While his mandate ended in January, President Joe Biden created Chuckwalla and the national monument of Sáttítla in northern California to consolidate his environmental heritage, which includes the protection of more public land in a single term of the White House than anyone in addition to Jimmy Carter.
Named for the Lizard found in the Sonoran and Mojave desert and North West of Mexico, Chuckwalla, which borders Joshua Tree National Park in the South, includes a sacred land for Native American tribes, a commercial road used by 19th century gold prospectors and an area used by General George Patton to form American war in the world war II.
Trump supports the opening of federal land for mining and oil and gas drilling. Its administration, wishing to undo the environmental rules of the Biden era, confirmed plans to dissolve the Chuckwalla and Sáttítla in mid-March, according to the Washington Post and the New York Times.
An information sheet of the White House published online on Friday March 14 said that Trump has signed an executive decree “The termination of proclamations declaring nearly a million acres constitute new national monuments which lock large quantities of land of economic development and energy production,” reported the Post and Times.
But this line disappeared from the information sheet the following afternoon, leaving the supporters of Chuckwalla confused on what will happen, added the newspapers.

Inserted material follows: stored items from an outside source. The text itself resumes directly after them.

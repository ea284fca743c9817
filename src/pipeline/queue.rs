use crate::foundation::cancel::CancelToken;
use crate::foundation::error::{TexforgeError, TexforgeResult};
use crate::pipeline::request::RenderRequest;
use crate::pipeline::stage::RenderStage;
use crate::scene::glyph::Expression;
use std::collections::HashSet;
use std::sync::{Condvar, Mutex};
use std::time::Duration;

const TURN_WAIT_POLL: Duration = Duration::from_millis(10);

#[derive(Default)]
struct QueueState {
    next_ticket: u64,
    now_serving: u64,
    // Tickets whose owners gave up before their turn; skipped when the
    // serving counter reaches them so successors never stall.
    abandoned: HashSet<u64>,
}

impl QueueState {
    fn advance(&mut self) {
        self.now_serving += 1;
        while self.abandoned.remove(&self.now_serving) {
            self.now_serving += 1;
        }
    }
}

/// Guarantees at most one in-flight call into the wrapped stage.
///
/// Arrival order is FIFO by ticket. The queue never drops entries on its
/// own: "only the latest matters" semantics belong to the caller via
/// explicit cancellation. A request cancelled before its turn is removed
/// without ever invoking the wrapped stage; one cancelled after starting is
/// left to the wrapped stage's own cancellation cooperation.
pub struct QueueStage<S> {
    inner: S,
    state: Mutex<QueueState>,
    cv: Condvar,
}

impl<S: RenderStage> QueueStage<S> {
    /// Wrap `inner` with an empty queue.
    pub fn new(inner: S) -> Self {
        Self {
            inner,
            state: Mutex::new(QueueState::default()),
            cv: Condvar::new(),
        }
    }

    /// Borrow the wrapped stage.
    pub fn inner(&self) -> &S {
        &self.inner
    }

    /// Number of callers queued or executing.
    pub fn depth(&self) -> usize {
        let state = self.state.lock().expect("queue state poisoned");
        (state.next_ticket - state.now_serving) as usize - state.abandoned.len()
    }
}

impl<S: RenderStage> RenderStage for QueueStage<S> {
    fn process(&self, request: &RenderRequest, token: &CancelToken) -> TexforgeResult<Expression> {
        let mut state = self.state.lock().expect("queue state poisoned");
        let ticket = state.next_ticket;
        state.next_ticket += 1;

        loop {
            if token.is_cancelled() {
                if state.now_serving == ticket {
                    state.advance();
                    self.cv.notify_all();
                } else {
                    state.abandoned.insert(ticket);
                }
                return Err(TexforgeError::Cancelled);
            }
            if state.now_serving == ticket {
                break;
            }
            let (guard, _) = self
                .cv
                .wait_timeout(state, TURN_WAIT_POLL)
                .expect("queue state poisoned");
            state = guard;
        }
        drop(state);

        let outcome = self.inner.process(request, token);

        let mut state = self.state.lock().expect("queue state poisoned");
        state.advance();
        self.cv.notify_all();
        drop(state);

        outcome
    }
}
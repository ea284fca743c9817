use crate::foundation::cancel::CancelToken;
use crate::foundation::error::{TexforgeError, TexforgeResult};
use std::ffi::{OsStr, OsString};
use std::io::Read;
use std::path::Path;
use std::process::{Child, Command, Stdio};
use std::time::{Duration, Instant};

/// Captured result of one external tool invocation.
#[derive(Debug, Clone)]
pub struct ProcessOutcome {
    /// Tool exit code (`-1` when terminated by a signal).
    pub exit_code: i32,
    /// Full standard output, lossily decoded.
    pub stdout: String,
    /// Full standard error, lossily decoded.
    pub stderr: String,
}

impl ProcessOutcome {
    /// Return `true` for exit code zero.
    pub fn success(&self) -> bool {
        self.exit_code == 0
    }
}

/// Sidecar file names written on timeout, preserving whatever output the
/// killed process had produced.
pub const TIMEOUT_STDOUT_SIDECAR: &str = "timeout.stdout.log";
/// See [`TIMEOUT_STDOUT_SIDECAR`].
pub const TIMEOUT_STDERR_SIDECAR: &str = "timeout.stderr.log";

/// Executes one external program with a wall-clock deadline and cooperative
/// cancellation.
///
/// Exit is polled at `poll_interval` rather than waited on, so a cancelled
/// request is noticed within one interval. On deadline the process is
/// force-killed and its drained output is written to sidecar files in the
/// working directory before the timeout fault is raised. No internal retry;
/// retry policy belongs to callers.
#[derive(Debug, Clone)]
pub struct ProcessRunner {
    /// Wall-clock deadline for one invocation.
    pub timeout: Duration,
    /// Exit/cancellation poll granularity.
    pub poll_interval: Duration,
}

impl Default for ProcessRunner {
    fn default() -> Self {
        Self {
            timeout: Duration::from_secs(30),
            poll_interval: Duration::from_millis(50),
        }
    }
}

impl ProcessRunner {
    /// Run `program` with `args` in `workdir`, overlaying `env` on the
    /// inherited environment.
    ///
    /// Checks cancellation before spawning (an already-cancelled request
    /// never starts a process) and after exit (a cancelled request surfaces
    /// as cancelled, not as a stale result).
    pub fn run<I, S>(
        &self,
        workdir: &Path,
        program: &Path,
        args: I,
        env: &[(OsString, OsString)],
        token: &CancelToken,
    ) -> TexforgeResult<ProcessOutcome>
    where
        I: IntoIterator<Item = S>,
        S: AsRef<OsStr>,
    {
        token.checkpoint()?;

        let mut cmd = Command::new(program);
        cmd.args(args)
            .current_dir(workdir)
            .stdin(Stdio::null())
            .stdout(Stdio::piped())
            .stderr(Stdio::piped());
        for (k, v) in env {
            cmd.env(k, v);
        }

        let mut child = cmd.spawn().map_err(|e| spawn_error(program, &e))?;

        let stdout = child.stdout.take();
        let stderr = child.stderr.take();
        let out_drain = std::thread::spawn(move || drain(stdout));
        let err_drain = std::thread::spawn(move || drain(stderr));

        let started = Instant::now();
        let status = loop {
            match child.try_wait().map_err(|e| {
                TexforgeError::from(anyhow::Error::new(e).context("failed to poll child process"))
            })? {
                Some(status) => break status,
                None => {
                    if token.is_cancelled() {
                        kill_and_reap(&mut child);
                        let _ = out_drain.join();
                        let _ = err_drain.join();
                        return Err(TexforgeError::Cancelled);
                    }
                    if started.elapsed() >= self.timeout {
                        kill_and_reap(&mut child);
                        let stdout_bytes = out_drain.join().unwrap_or_default();
                        let stderr_bytes = err_drain.join().unwrap_or_default();
                        write_sidecar(workdir, TIMEOUT_STDOUT_SIDECAR, &stdout_bytes);
                        write_sidecar(workdir, TIMEOUT_STDERR_SIDECAR, &stderr_bytes);
                        return Err(TexforgeError::Timeout {
                            program: program.display().to_string(),
                            timeout: self.timeout,
                        });
                    }
                    std::thread::sleep(self.poll_interval);
                }
            }
        };

        let stdout_bytes = out_drain.join().unwrap_or_default();
        let stderr_bytes = err_drain.join().unwrap_or_default();

        token.checkpoint()?;

        Ok(ProcessOutcome {
            exit_code: status.code().unwrap_or(-1),
            stdout: String::from_utf8_lossy(&stdout_bytes).into_owned(),
            stderr: String::from_utf8_lossy(&stderr_bytes).into_owned(),
        })
    }
}

fn spawn_error(program: &Path, e: &std::io::Error) -> TexforgeError {
    if e.kind() == std::io::ErrorKind::NotFound {
        // An explicit override is resolved without an existence check; this
        // is where a missing binary surfaces.
        return TexforgeError::BinaryNotFound {
            name: program.display().to_string(),
            detail: "the configured path does not exist or is not executable".into(),
        };
    }
    TexforgeError::from(anyhow::anyhow!(
        "failed to spawn '{}': {e}",
        program.display()
    ))
}

fn drain(stream: Option<impl Read>) -> Vec<u8> {
    let mut bytes = Vec::new();
    if let Some(mut stream) = stream {
        let _ = stream.read_to_end(&mut bytes);
    }
    bytes
}

fn kill_and_reap(child: &mut Child) {
    let _ = child.kill();
    let _ = child.wait();
}

fn write_sidecar(workdir: &Path, name: &str, bytes: &[u8]) {
    if let Err(e) = std::fs::write(workdir.join(name), bytes) {
        tracing::warn!("failed to write timeout sidecar '{name}': {e}");
    }
}

#[cfg(test)]
#[cfg(unix)]
mod tests {
    use super::*;
    use crate::foundation::cancel::CancelSource;
    use std::os::unix::fs::PermissionsExt;

    fn fast_runner() -> ProcessRunner {
        ProcessRunner {
            timeout: Duration::from_millis(300),
            poll_interval: Duration::from_millis(20),
        }
    }

    fn script(dir: &Path, name: &str, body: &str) -> std::path::PathBuf {
        let path = dir.join(name);
        std::fs::write(&path, format!("#!/bin/sh\n{body}\n")).unwrap();
        let mut perms = std::fs::metadata(&path).unwrap().permissions();
        perms.set_mode(0o755);
        std::fs::set_permissions(&path, perms).unwrap();
        path
    }

    #[test]
    fn captures_exit_code_and_output() {
        let dir = tempfile::tempdir().unwrap();
        let bin = script(dir.path(), "ok.sh", "echo out; echo err >&2; exit 3");
        let outcome = ProcessRunner::default()
            .run(dir.path(), &bin, Vec::<&str>::new(), &[], &CancelToken::never())
            .unwrap();
        assert_eq!(outcome.exit_code, 3);
        assert!(!outcome.success());
        assert_eq!(outcome.stdout.trim(), "out");
        assert_eq!(outcome.stderr.trim(), "err");
    }

    #[test]
    fn cancelled_before_spawn_never_starts() {
        let dir = tempfile::tempdir().unwrap();
        let marker = dir.path().join("ran");
        let bin = script(
            dir.path(),
            "mark.sh",
            &format!("touch {}", marker.display()),
        );
        let src = CancelSource::new();
        src.cancel();
        let err = ProcessRunner::default()
            .run(dir.path(), &bin, Vec::<&str>::new(), &[], &src.token())
            .unwrap_err();
        assert!(err.is_cancelled());
        assert!(!marker.exists());
    }

    #[test]
    fn timeout_kills_and_preserves_partial_output() {
        let dir = tempfile::tempdir().unwrap();
        let bin = script(dir.path(), "hang.sh", "echo partial\nexec sleep 30");
        let runner = fast_runner();

        let started = Instant::now();
        let err = runner
            .run(dir.path(), &bin, Vec::<&str>::new(), &[], &CancelToken::never())
            .unwrap_err();
        let elapsed = started.elapsed();

        assert!(matches!(err, TexforgeError::Timeout { .. }));
        // Deadline plus a few poll intervals, never the child's 30s sleep.
        assert!(elapsed < runner.timeout + Duration::from_secs(2));

        let sidecar = dir.path().join(TIMEOUT_STDOUT_SIDECAR);
        let contents = std::fs::read_to_string(sidecar).unwrap();
        assert!(contents.contains("partial"));
        assert!(dir.path().join(TIMEOUT_STDERR_SIDECAR).exists());
    }

    #[test]
    fn cancel_during_run_surfaces_cancelled() {
        let dir = tempfile::tempdir().unwrap();
        let bin = script(dir.path(), "hang.sh", "exec sleep 30");
        let src = CancelSource::new();
        let token = src.token();

        let canceller = std::thread::spawn(move || {
            std::thread::sleep(Duration::from_millis(60));
            src.cancel();
        });

        let started = Instant::now();
        let err = ProcessRunner::default()
            .run(dir.path(), &bin, Vec::<&str>::new(), &[], &token)
            .unwrap_err();
        assert!(err.is_cancelled());
        assert!(started.elapsed() < Duration::from_secs(5));
        canceller.join().unwrap();
    }

    #[test]
    fn missing_program_maps_to_binary_not_found() {
        let dir = tempfile::tempdir().unwrap();
        let err = ProcessRunner::default()
            .run(
                dir.path(),
                Path::new("/nonexistent/texforge-no-such-tool"),
                Vec::<&str>::new(),
                &[],
                &CancelToken::never(),
            )
            .unwrap_err();
        assert!(matches!(err, TexforgeError::BinaryNotFound { .. }));
    }

    #[test]
    fn env_overlay_reaches_the_child() {
        let dir = tempfile::tempdir().unwrap();
        let bin = script(dir.path(), "env.sh", "printf '%s' \"$TEXFORGE_PROBE\"");
        let env = [(
            OsString::from("TEXFORGE_PROBE"),
            OsString::from("overlaid"),
        )];
        let outcome = ProcessRunner::default()
            .run(dir.path(), &bin, Vec::<&str>::new(), &env, &CancelToken::never())
            .unwrap();
        assert_eq!(outcome.stdout, "overlaid");
    }
}
//! Firmware lifecycle: bootstrap the network, then hand over to the sync loop.

use core::net::Ipv4Addr;

use embedded_hal_async::delay::DelayNs;

use crate::elgato::LightApi;
use crate::network::{BootError, Credentials, NetworkLink, bootstrap};
use crate::sensors::SensorSource;
use crate::sync::{StopCondition, SyncError, SyncLoop};

#[derive(Debug, Clone, PartialEq, thiserror::Error)]
pub enum FirmwareError {
    #[error("startup failed: {0}")]
    Boot(#[from] BootError),
    #[error("sync stopped: {0}")]
    Sync(#[from] SyncError),
}

/// Associate, build the light session, and poll until `stop` or the first error.
///
/// `session` is only called once the network is up; a startup failure returns
/// before any sensor is read or any request is made.
pub async fn run<L, S, A, D>(
    link: &mut L,
    credentials: &Credentials<'_>,
    session: impl FnOnce(Ipv4Addr) -> SyncLoop<S, A, D>,
    stop: impl StopCondition,
) -> Result<(), FirmwareError>
where
    L: NetworkLink,
    S: SensorSource,
    A: LightApi,
    D: DelayNs,
{
    let ip = bootstrap(link, credentials).await?;
    let mut sync_loop = session(ip);
    sync_loop.run(stop).await?;
    Ok(())
}
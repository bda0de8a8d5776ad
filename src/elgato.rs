//! Elgato Key Light API client
//!
//! Reads and writes the light state document at `http://{ip}:{port}/elgato/lights`.

use core::fmt::Write as _;
use core::net::SocketAddrV4;

use embedded_nal_async::{Dns, TcpConnect};
use heapless::{String, Vec};
use log::{debug, warn};
use reqwless::client::HttpClient;
use reqwless::headers::ContentType;
use reqwless::request::{Method, RequestBuilder};
use serde::{Deserialize, Serialize};

use crate::config::{ELGATO_LIGHTS_PATH, HTTP_BUFFER_SIZE, MAX_LIGHTS};
use crate::http::HttpError;
use crate::sensors::SensorReading;
use crate::sync::SyncError;

/// Room for the serialized single-light update
const REQUEST_BODY_SIZE: usize = 128;

/// "http://255.255.255.255:65535/elgato/lights" is 43 bytes
const URL_SIZE: usize = 48;

/// State of a single light as exchanged with the device
#[derive(Debug, Clone, Copy, PartialEq, Eq, Serialize, Deserialize)]
pub struct LightState {
    /// 0 or 1
    pub on: u8,
    /// 3-100 on the device
    #[serde(default)]
    pub brightness: u8,
    /// 143-344 (7000K-2900K)
    #[serde(default)]
    pub temperature: u16,
}

/// Body of `GET` and `PUT /elgato/lights`
#[derive(Debug, Clone, PartialEq, Eq, Serialize, Deserialize)]
pub struct LightsDocument {
    pub lights: Vec<LightState, MAX_LIGHTS>,
    #[serde(rename = "numberOfLights", default)]
    pub number_of_lights: u8,
}

/// Light state document errors
#[derive(Debug, Clone, PartialEq, thiserror::Error)]
pub enum ProtocolError {
    #[error("malformed light state document: {0}")]
    Decode(serde_json_core::de::Error),
    #[error("light state document does not fit the request buffer")]
    Encode,
    #[error("light reported an empty lights array")]
    NoLights,
}

impl LightsDocument {
    /// Document addressing exactly one light slot
    pub fn single(light: LightState) -> Self {
        let mut lights = Vec::new();
        // Capacity is MAX_LIGHTS, so the first push always fits.
        let _ = lights.push(light);
        Self {
            lights,
            number_of_lights: 1,
        }
    }

    /// `on` of the last entry in `lights`.
    ///
    /// Every entry is visited and the last one wins, so with several lights the base
    /// state comes from the final entry rather than the first.
    pub fn last_reported_on(&self) -> Result<u8, ProtocolError> {
        let mut on = None;
        for light in &self.lights {
            on = Some(light.on);
        }
        on.ok_or(ProtocolError::NoLights)
    }
}

/// Toggle law: pressing the button flips whatever the light reported.
pub fn toggle(on: u8, switch_pressed: bool) -> u8 {
    on ^ u8::from(switch_pressed)
}

/// State pushed after a change: toggled power, fresh brightness and temperature.
pub fn light_update(reported_on: u8, reading: &SensorReading) -> LightState {
    LightState {
        on: toggle(reported_on, reading.switch_pressed),
        brightness: reading.brightness,
        temperature: reading.temperature,
    }
}

pub fn decode(bytes: &[u8]) -> Result<LightsDocument, ProtocolError> {
    serde_json_core::from_slice(bytes)
        .map(|(document, _)| document)
        .map_err(ProtocolError::Decode)
}

pub fn encode<'b>(document: &LightsDocument, buf: &'b mut [u8]) -> Result<&'b [u8], ProtocolError> {
    let len = serde_json_core::to_slice(document, buf).map_err(|_| ProtocolError::Encode)?;
    Ok(&buf[..len])
}

/// Remote light endpoint used by the sync loop
pub trait LightApi {
    /// Current state of all lights on the device
    fn fetch_lights(&mut self) -> impl Future<Output = Result<LightsDocument, SyncError>>;

    /// Replace the light state; the response status is only logged
    fn push_lights(
        &mut self,
        document: &LightsDocument,
    ) -> impl Future<Output = Result<(), SyncError>>;
}

/// HTTP session with one Key Light, reused for every request
pub struct ElgatoClient<T, D> {
    tcp: T,
    dns: D,
    url: String<URL_SIZE>,
    rx_buffer: [u8; HTTP_BUFFER_SIZE],
    body_buffer: [u8; REQUEST_BODY_SIZE],
}

impl<T: TcpConnect, D: Dns> ElgatoClient<T, D> {
    pub fn new(tcp: T, dns: D, addr: SocketAddrV4) -> Self {
        let mut url = String::new();
        let _ = write!(url, "http://{}{}", addr, ELGATO_LIGHTS_PATH);
        Self {
            tcp,
            dns,
            url,
            rx_buffer: [0; HTTP_BUFFER_SIZE],
            body_buffer: [0; REQUEST_BODY_SIZE],
        }
    }

    pub fn url(&self) -> &str {
        &self.url
    }

    pub fn tcp(&self) -> &T {
        &self.tcp
    }
}

impl<T: TcpConnect, D: Dns> LightApi for ElgatoClient<T, D> {
    async fn fetch_lights(&mut self) -> Result<LightsDocument, SyncError> {
        let mut client = HttpClient::new(&self.tcp, &self.dns);
        let mut request = client
            .request(Method::GET, &self.url)
            .await
            .map_err(HttpError::from)?;
        let response = request
            .send(&mut self.rx_buffer)
            .await
            .map_err(HttpError::from)?;
        if !response.status.is_successful() {
            return Err(HttpError::Status(response.status.0).into());
        }

        let body = response
            .body()
            .read_to_end()
            .await
            .map_err(HttpError::from)?;
        debug!("[HTTP] GET {} -> {} bytes", ELGATO_LIGHTS_PATH, body.len());
        Ok(decode(body)?)
    }

    async fn push_lights(&mut self, document: &LightsDocument) -> Result<(), SyncError> {
        let body = encode(document, &mut self.body_buffer)?;
        let mut client = HttpClient::new(&self.tcp, &self.dns);
        let mut request = client
            .request(Method::PUT, &self.url)
            .await
            .map_err(HttpError::from)?
            .body(body)
            .content_type(ContentType::ApplicationJson);
        let response = request
            .send(&mut self.rx_buffer)
            .await
            .map_err(HttpError::from)?;
        if !response.status.is_successful() {
            warn!("[HTTP] PUT {} answered {}", ELGATO_LIGHTS_PATH, response.status.0);
        }
        Ok(())
    }
}
//! Network session bootstrap
//!
//! Associates with the WiFi network once at startup. There is no retry: a failure
//! here is reported and the firmware never starts polling.

use core::net::Ipv4Addr;

use log::{error, info};

use crate::config;

/// Startup errors
#[derive(Debug, Clone, Copy, PartialEq, Eq, thiserror::Error)]
pub enum BootError {
    #[error("WIFI_SSID is empty")]
    MissingSsid,
    #[error("WiFi credentials do not fit the driver configuration")]
    InvalidCredentials,
    #[error("WiFi driver error")]
    Driver,
    #[error("association timed out after {0} ms")]
    AssociationTimeout(u64),
    #[error("no DHCP lease after {0} ms")]
    DhcpTimeout(u64),
}

/// WiFi network credentials
#[derive(Debug, Clone, Copy)]
pub struct Credentials<'a> {
    pub ssid: &'a str,
    pub password: &'a str,
}

impl Credentials<'static> {
    /// Credentials baked in from `WIFI_SSID` / `WIFI_PASSWORD` at build time
    pub const fn from_build_env() -> Self {
        Self {
            ssid: config::WIFI_SSID,
            password: config::WIFI_PASSWORD,
        }
    }
}

/// Station-mode network interface
pub trait NetworkLink {
    /// Join the network and wait for an IPv4 address
    fn associate(
        &mut self,
        credentials: &Credentials<'_>,
    ) -> impl Future<Output = Result<Ipv4Addr, BootError>>;
}

/// Connect once; on failure log the error and hand it back to the caller.
pub async fn bootstrap<L: NetworkLink>(
    link: &mut L,
    credentials: &Credentials<'_>,
) -> Result<Ipv4Addr, BootError> {
    info!("[WIFI] Connecting to WiFi");

    let result = if credentials.ssid.is_empty() {
        Err(BootError::MissingSsid)
    } else {
        link.associate(credentials).await
    };

    match result {
        Ok(ip) => {
            info!("[WIFI] Connected to WiFi");
            info!("[WIFI] IP address is {}", ip);
            Ok(ip)
        }
        Err(e) => {
            error!("[WIFI] Failed to connect, aborting.");
            error!("[WIFI] Error: {}", e);
            Err(e)
        }
    }
}
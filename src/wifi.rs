//! WiFi module for ESP32-C3 board
//!
//! Joins the configured network in station mode using esp-wifi 0.14.1, then waits
//! for the embassy-net DHCP lease.

use core::net::Ipv4Addr;

use embassy_net::Stack;
use embassy_time::{Duration, Instant, Timer, with_timeout};
use esp_wifi::wifi::{AuthMethod, ClientConfiguration, Configuration, WifiController};
use log::{info, warn};

use crate::config;
use crate::network::{BootError, Credentials, NetworkLink};

/// Interval between association status checks
const CONNECT_POLL_MS: u64 = 100;

/// WiFi station with its embassy-net stack
pub struct WiFiManager<'a> {
    controller: WifiController<'a>,
    stack: Stack<'a>,
}

impl<'a> WiFiManager<'a> {
    pub fn new(controller: WifiController<'a>, stack: Stack<'a>) -> Self {
        Self { controller, stack }
    }

    fn configure(&mut self, credentials: &Credentials<'_>) -> Result<(), BootError> {
        let auth_method = if credentials.password.is_empty() {
            AuthMethod::None
        } else {
            AuthMethod::WPA2Personal
        };
        let client_config = ClientConfiguration {
            ssid: credentials
                .ssid
                .try_into()
                .map_err(|_| BootError::InvalidCredentials)?,
            password: credentials
                .password
                .try_into()
                .map_err(|_| BootError::InvalidCredentials)?,
            auth_method,
            ..Default::default()
        };

        self.controller
            .set_configuration(&Configuration::Client(client_config))
            .map_err(|_| BootError::Driver)?;
        self.controller.start().map_err(|_| BootError::Driver)?;
        self.controller.connect().map_err(|_| BootError::Driver)
    }

    async fn wait_for_association(&mut self) -> Result<(), BootError> {
        let deadline = Instant::now() + Duration::from_millis(config::WIFI_CONNECT_TIMEOUT_MS);
        while !self.controller.is_connected().unwrap_or(false) {
            if Instant::now() >= deadline {
                return Err(BootError::AssociationTimeout(config::WIFI_CONNECT_TIMEOUT_MS));
            }
            Timer::after(Duration::from_millis(CONNECT_POLL_MS)).await;
        }
        Ok(())
    }

    async fn wait_for_lease(&self) -> Result<Ipv4Addr, BootError> {
        let timeout = Duration::from_millis(config::DHCP_TIMEOUT_MS);
        with_timeout(timeout, self.stack.wait_config_up())
            .await
            .map_err(|_| BootError::DhcpTimeout(config::DHCP_TIMEOUT_MS))?;

        self.stack
            .config_v4()
            .map(|lease| Ipv4Addr::from(lease.address.address().octets()))
            .ok_or(BootError::DhcpTimeout(config::DHCP_TIMEOUT_MS))
    }
}

impl NetworkLink for WiFiManager<'_> {
    async fn associate(&mut self, credentials: &Credentials<'_>) -> Result<Ipv4Addr, BootError> {
        info!("[WIFI] Joining network: {}", credentials.ssid);
        self.configure(credentials)?;

        if let Err(e) = self.wait_for_association().await {
            warn!("[WIFI] Association did not complete");
            let _ = self.controller.disconnect();
            return Err(e);
        }

        info!("[WIFI] Associated, waiting for DHCP");
        self.wait_for_lease().await
    }
}
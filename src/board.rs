//! ESP32-C3 adapters for the sensor port and the light client
//!
//! Potentiometer on GPIO2 and light sensor on GPIO3 (ADC1, 11 dB attenuation),
//! push button on GPIO5 with a pull-down.

use embassy_net::Stack;
use embassy_net::dns::DnsSocket;
use embassy_net::tcp::client::{TcpClient, TcpClientState};
use embassy_time::{Duration, Instant};
use esp_hal::Blocking;
use esp_hal::analog::adc::{Adc, AdcChannel, AdcPin};
use esp_hal::gpio::Input;
use esp_hal::peripherals::{ADC1, GPIO2, GPIO3};

use crate::config;
use crate::elgato::ElgatoClient;
use crate::sensors::{RawInputs, SensorError, SensorSource, poll_conversion, read_button};

/// Time a oneshot conversion may take before the channel is reported as stuck
const ADC_READ_TIMEOUT: Duration = Duration::from_millis(5);

const TCP_TX_BUFFER_SIZE: usize = 512;

pub type BoardAdc = Adc<'static, ADC1<'static>, Blocking>;
pub type PotentiometerPin = AdcPin<GPIO2<'static>, ADC1<'static>>;
pub type LightSensorPin = AdcPin<GPIO3<'static>, ADC1<'static>>;

/// One socket is enough: requests to the light never overlap
pub type LightTcpState = TcpClientState<1, TCP_TX_BUFFER_SIZE, { config::HTTP_BUFFER_SIZE }>;
pub type LightTcp = TcpClient<'static, 1, TCP_TX_BUFFER_SIZE, { config::HTTP_BUFFER_SIZE }>;
pub type LightClient = ElgatoClient<LightTcp, DnsSocket<'static>>;

fn sample<PIN: AdcChannel>(
    adc: &mut BoardAdc,
    pin: &mut AdcPin<PIN, ADC1<'static>>,
    channel: u8,
) -> Result<u16, SensorError> {
    let deadline = Instant::now() + ADC_READ_TIMEOUT;
    poll_conversion(
        channel,
        || adc.read_oneshot(pin).ok(),
        || Instant::now() >= deadline,
    )
}

/// Potentiometer, light sensor and button of the dial
pub struct BoardSensors {
    adc: BoardAdc,
    potentiometer: PotentiometerPin,
    light: LightSensorPin,
    button: Input<'static>,
}

impl BoardSensors {
    pub fn new(
        adc: BoardAdc,
        potentiometer: PotentiometerPin,
        light: LightSensorPin,
        button: Input<'static>,
    ) -> Self {
        Self {
            adc,
            potentiometer,
            light,
            button,
        }
    }
}

impl SensorSource for BoardSensors {
    fn read_raw(&mut self) -> Result<RawInputs, SensorError> {
        let potentiometer = sample(
            &mut self.adc,
            &mut self.potentiometer,
            config::POTENTIOMETER_PIN,
        )?;
        let light = sample(&mut self.adc, &mut self.light, config::LIGHT_SENSOR_PIN)?;
        let switch_pressed = read_button(&mut self.button)?;
        Ok(RawInputs {
            potentiometer,
            light,
            switch_pressed,
        })
    }
}

/// Light client over the embassy-net stack; every request times out after
/// `HTTP_TIMEOUT_MS` of inactivity
pub fn light_client(stack: Stack<'static>, state: &'static LightTcpState) -> LightClient {
    let mut tcp = TcpClient::new(stack, state);
    tcp.set_timeout(Some(Duration::from_millis(config::HTTP_TIMEOUT_MS)));
    ElgatoClient::new(tcp, DnsSocket::new(stack), config::ELGATO_ADDR)
}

Biden created Chuckwalla using its authority under the 1906 antiquity law, which allows presidents to create monuments by executive decree, according to the National Constitution Center.

Debates on the question of whether the presidents can cancel the monuments without the date of approval of the congress in the 1930s, the center reported. In 2017, conservative lawyers John Yoo and Todd Gaziano pleaded that Trump has an independent authority to abolish the monuments.
“Under the traditional principles of constitutional, legislative and administrative law, the authority to execute a discretion includes the power to reverse it,” wrote Yoo and Gaziano in an article published in the Yale Journal of Regulation.
The opinion of an American prosecutor of 1938, arguing that the presidents cannot unilaterally dissolve the monuments, “is poorly reasoned” and “misinterpreted a previous opinion, which came to the opposite result,” added Yoo and Graziano.
Mark Squillace, professor of law faculty of the University of Colorado, who worked as a lawyer of the Interior Department during the Clinton administration, argues that the presidents cannot cancel the monuments by themselves.
The Federal Land Policy and Management Act of 1976 “deletes doubt as to whether the congress intended to reserve the power to revoke or modify the national proclamations of the monument, because the Congress declared if explicitly,” said Squillace and others in a 2017 article published by the Virginia Law Review.
The news that Trump wanted to undo the monuments angry the supporters of Chuckwalla, who put Biden for years to preserve the earth.
“Trump elimination of the national monuments of Chuckwalla and Sáttítla is a horrible affection against our public land system,” Ilenene Anderson, director of the California desert at the Center for Biological Diversity, said by e-mail.
Joan Taylor, president of the California / Nevada desert committee of the Sierra Club, said by e-mail that for decades, “the presidents of the two parties used national monuments to preserve cultural and historical land, significant wildlife and access to nature for people.”
“The national monuments like Chuckwalla benefit from crushing public support. Unilaterally revoked protections of national moments would be both unpopular and illegal,” said Taylor.
Jack Guerrero, a member of the central committee of the County County County who is the treasurer of the State Party, said by e-mail that the Trump administration “simply examines and, if necessary, revising the status of public lands that President Biden has hastily appointed as monuments at the very end of his mandate”.
He added: “The key to any change in the status of Chuckwalla and other recently designated monuments is to assess the options for land use, to weigh their long -term costs and advantages and to consult various stakeholders throughout the region, including our local tribes. I think that this complete evaluation by the Trump administration is reasonable.”